- [Your instructions] Below are the records; copy every line in them that holds the string "AccountService".

- [Source data]
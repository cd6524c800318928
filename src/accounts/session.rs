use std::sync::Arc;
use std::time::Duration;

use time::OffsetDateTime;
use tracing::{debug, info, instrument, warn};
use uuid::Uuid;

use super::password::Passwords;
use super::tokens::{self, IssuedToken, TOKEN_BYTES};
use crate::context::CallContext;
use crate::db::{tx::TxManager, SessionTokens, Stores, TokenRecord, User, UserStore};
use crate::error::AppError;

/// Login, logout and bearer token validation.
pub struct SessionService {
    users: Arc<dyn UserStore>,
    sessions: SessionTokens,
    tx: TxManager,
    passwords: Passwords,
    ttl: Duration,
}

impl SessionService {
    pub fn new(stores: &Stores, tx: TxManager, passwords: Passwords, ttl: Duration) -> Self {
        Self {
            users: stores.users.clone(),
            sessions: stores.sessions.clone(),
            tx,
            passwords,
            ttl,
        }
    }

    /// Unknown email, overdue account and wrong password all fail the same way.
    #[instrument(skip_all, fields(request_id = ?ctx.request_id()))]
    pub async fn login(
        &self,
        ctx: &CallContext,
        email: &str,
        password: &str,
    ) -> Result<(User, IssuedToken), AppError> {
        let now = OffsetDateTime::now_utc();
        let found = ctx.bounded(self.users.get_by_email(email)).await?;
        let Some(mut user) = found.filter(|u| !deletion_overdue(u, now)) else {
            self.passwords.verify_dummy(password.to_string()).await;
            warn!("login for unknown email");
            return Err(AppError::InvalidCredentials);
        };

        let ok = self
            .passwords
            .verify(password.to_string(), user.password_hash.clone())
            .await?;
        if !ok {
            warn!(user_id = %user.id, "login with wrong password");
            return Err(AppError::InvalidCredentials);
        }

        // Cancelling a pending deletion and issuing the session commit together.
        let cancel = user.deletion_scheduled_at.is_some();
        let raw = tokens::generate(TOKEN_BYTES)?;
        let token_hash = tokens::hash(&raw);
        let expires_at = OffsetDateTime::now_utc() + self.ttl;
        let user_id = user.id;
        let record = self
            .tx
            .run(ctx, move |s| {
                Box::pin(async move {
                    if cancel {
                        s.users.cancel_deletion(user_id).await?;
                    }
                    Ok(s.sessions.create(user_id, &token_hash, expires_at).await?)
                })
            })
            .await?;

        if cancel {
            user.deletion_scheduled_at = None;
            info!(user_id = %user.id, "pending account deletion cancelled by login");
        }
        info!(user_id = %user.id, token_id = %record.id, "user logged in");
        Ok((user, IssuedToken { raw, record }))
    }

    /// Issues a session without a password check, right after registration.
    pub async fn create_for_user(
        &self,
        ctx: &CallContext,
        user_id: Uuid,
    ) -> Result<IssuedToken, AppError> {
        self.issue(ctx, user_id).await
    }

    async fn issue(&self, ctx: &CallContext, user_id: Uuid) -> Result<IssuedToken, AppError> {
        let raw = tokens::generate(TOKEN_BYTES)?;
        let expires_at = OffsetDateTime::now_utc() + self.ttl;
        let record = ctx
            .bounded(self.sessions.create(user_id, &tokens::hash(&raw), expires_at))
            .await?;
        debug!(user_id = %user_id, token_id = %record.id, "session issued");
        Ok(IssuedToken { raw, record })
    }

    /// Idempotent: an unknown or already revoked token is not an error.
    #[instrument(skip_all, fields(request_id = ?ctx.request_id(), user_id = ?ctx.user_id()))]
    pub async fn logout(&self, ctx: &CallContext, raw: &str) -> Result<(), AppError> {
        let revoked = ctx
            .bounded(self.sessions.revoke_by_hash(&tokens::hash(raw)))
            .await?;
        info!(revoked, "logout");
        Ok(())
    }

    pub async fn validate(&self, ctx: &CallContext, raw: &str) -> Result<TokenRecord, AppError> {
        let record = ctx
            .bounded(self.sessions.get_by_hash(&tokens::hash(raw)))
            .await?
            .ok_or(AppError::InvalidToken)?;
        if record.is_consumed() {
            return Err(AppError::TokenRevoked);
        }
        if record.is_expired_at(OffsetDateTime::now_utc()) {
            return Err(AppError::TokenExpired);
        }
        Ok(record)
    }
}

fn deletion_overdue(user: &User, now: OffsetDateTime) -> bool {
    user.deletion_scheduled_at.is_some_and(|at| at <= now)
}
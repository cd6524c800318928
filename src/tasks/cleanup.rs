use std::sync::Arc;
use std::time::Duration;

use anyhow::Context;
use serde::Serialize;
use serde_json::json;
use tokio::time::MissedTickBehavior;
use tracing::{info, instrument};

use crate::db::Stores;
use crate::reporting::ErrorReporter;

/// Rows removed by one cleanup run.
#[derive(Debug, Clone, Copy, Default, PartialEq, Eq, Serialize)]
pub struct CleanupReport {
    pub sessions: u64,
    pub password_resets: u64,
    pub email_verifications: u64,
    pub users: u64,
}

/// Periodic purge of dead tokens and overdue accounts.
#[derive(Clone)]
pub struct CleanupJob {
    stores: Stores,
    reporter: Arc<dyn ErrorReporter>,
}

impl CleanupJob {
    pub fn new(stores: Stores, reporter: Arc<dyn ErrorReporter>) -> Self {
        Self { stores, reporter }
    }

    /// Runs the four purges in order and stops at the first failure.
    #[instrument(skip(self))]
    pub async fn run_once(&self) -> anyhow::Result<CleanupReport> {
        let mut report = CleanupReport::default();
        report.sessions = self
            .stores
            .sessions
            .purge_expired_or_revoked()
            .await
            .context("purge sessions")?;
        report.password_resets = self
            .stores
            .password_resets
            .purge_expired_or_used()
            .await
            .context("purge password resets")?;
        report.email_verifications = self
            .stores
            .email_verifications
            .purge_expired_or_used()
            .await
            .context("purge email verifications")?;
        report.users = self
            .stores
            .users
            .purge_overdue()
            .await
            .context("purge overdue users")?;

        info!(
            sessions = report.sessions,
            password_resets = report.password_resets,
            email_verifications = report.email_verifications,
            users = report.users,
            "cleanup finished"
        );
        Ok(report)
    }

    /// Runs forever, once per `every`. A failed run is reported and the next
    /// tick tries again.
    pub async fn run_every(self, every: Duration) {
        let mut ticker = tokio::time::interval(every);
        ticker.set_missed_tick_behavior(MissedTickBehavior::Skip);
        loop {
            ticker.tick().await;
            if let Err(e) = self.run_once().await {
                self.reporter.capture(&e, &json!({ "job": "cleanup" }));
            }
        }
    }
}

---

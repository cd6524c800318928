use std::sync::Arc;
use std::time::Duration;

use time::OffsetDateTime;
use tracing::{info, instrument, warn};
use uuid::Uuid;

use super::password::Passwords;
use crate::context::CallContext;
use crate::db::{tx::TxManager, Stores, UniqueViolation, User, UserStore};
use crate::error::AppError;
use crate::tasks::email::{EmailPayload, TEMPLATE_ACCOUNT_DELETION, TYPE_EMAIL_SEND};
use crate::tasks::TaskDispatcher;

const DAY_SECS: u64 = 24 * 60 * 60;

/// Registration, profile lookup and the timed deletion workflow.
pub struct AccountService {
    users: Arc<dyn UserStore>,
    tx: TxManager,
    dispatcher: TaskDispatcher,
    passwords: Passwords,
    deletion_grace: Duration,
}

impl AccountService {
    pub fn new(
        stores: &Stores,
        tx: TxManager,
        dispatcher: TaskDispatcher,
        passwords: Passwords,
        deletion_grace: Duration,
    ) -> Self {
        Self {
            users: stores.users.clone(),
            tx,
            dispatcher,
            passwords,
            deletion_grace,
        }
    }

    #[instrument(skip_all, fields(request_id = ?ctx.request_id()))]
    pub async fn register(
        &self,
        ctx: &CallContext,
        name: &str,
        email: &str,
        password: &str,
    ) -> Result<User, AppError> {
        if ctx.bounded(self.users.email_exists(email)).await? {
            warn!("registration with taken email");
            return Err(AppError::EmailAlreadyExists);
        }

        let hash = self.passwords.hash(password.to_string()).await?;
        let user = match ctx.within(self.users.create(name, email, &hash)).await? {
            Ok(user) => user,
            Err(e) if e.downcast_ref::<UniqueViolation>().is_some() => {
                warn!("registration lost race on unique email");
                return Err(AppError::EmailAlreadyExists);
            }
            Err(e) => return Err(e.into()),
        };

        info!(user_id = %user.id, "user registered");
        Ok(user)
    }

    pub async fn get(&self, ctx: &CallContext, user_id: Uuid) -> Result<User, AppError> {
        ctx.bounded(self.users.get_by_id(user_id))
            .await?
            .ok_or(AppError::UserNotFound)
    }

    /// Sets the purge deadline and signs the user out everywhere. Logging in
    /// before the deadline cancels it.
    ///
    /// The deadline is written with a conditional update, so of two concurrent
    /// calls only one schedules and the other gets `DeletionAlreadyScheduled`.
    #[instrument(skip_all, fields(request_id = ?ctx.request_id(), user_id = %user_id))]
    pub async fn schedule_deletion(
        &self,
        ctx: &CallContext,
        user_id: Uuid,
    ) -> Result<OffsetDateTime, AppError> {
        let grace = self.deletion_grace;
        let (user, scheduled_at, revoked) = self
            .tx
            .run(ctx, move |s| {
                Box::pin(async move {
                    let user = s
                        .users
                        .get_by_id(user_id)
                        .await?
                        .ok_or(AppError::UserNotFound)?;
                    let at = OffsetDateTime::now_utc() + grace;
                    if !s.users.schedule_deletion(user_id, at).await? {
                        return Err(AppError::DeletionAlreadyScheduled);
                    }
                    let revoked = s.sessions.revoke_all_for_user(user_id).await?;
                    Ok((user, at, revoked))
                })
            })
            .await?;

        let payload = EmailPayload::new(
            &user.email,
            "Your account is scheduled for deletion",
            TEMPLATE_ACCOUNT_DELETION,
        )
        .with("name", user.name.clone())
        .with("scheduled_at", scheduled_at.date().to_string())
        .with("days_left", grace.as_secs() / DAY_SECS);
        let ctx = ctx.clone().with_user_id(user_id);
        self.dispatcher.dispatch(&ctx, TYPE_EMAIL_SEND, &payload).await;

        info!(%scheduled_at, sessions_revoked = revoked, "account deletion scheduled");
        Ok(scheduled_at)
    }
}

...

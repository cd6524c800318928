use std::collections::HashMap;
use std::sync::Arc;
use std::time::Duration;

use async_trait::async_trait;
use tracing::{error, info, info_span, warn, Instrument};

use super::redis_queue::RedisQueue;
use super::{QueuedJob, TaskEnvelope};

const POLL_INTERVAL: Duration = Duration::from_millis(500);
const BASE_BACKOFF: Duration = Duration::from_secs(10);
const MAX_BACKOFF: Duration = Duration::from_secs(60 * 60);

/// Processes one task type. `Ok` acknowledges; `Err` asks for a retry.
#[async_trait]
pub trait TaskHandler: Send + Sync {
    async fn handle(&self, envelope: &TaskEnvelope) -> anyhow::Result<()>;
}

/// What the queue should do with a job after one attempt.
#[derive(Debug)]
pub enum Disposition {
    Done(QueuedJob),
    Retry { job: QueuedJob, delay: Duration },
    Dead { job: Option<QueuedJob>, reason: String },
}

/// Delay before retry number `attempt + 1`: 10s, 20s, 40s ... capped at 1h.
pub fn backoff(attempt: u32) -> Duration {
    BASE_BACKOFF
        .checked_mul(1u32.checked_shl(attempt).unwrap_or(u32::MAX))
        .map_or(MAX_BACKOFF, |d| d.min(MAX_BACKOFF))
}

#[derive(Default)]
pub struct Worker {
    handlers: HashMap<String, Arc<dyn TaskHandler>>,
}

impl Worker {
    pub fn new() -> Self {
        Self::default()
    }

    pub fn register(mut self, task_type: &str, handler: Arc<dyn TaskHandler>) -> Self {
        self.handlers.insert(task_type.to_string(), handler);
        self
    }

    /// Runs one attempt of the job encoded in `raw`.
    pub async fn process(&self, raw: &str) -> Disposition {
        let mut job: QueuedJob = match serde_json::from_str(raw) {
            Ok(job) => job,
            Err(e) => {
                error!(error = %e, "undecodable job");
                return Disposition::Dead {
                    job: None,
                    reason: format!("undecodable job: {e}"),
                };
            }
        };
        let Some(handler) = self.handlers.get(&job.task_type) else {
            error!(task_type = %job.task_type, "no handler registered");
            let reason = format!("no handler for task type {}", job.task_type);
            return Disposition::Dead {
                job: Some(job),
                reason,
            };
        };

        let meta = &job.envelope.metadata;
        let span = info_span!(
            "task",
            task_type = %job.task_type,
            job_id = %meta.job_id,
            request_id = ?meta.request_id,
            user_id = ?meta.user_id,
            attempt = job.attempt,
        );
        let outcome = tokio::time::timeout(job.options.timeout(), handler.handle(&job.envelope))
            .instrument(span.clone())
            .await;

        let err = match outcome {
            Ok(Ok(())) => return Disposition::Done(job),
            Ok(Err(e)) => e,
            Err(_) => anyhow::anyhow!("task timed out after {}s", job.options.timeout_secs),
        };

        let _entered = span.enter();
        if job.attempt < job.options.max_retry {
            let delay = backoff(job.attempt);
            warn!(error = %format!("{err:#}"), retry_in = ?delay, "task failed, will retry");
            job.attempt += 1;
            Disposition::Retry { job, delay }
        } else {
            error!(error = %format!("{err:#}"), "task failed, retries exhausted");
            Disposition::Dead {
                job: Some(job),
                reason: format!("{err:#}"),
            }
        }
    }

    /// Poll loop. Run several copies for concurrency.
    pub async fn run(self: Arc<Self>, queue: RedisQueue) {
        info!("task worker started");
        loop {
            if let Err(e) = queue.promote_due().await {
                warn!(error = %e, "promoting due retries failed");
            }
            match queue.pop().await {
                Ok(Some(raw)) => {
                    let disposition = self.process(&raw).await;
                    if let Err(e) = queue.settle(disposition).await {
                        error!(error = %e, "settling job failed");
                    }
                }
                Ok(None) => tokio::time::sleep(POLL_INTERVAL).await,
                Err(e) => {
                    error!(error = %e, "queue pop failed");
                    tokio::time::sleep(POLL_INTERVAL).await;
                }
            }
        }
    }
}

- [Result]
pub struct AccountService {
impl AccountService {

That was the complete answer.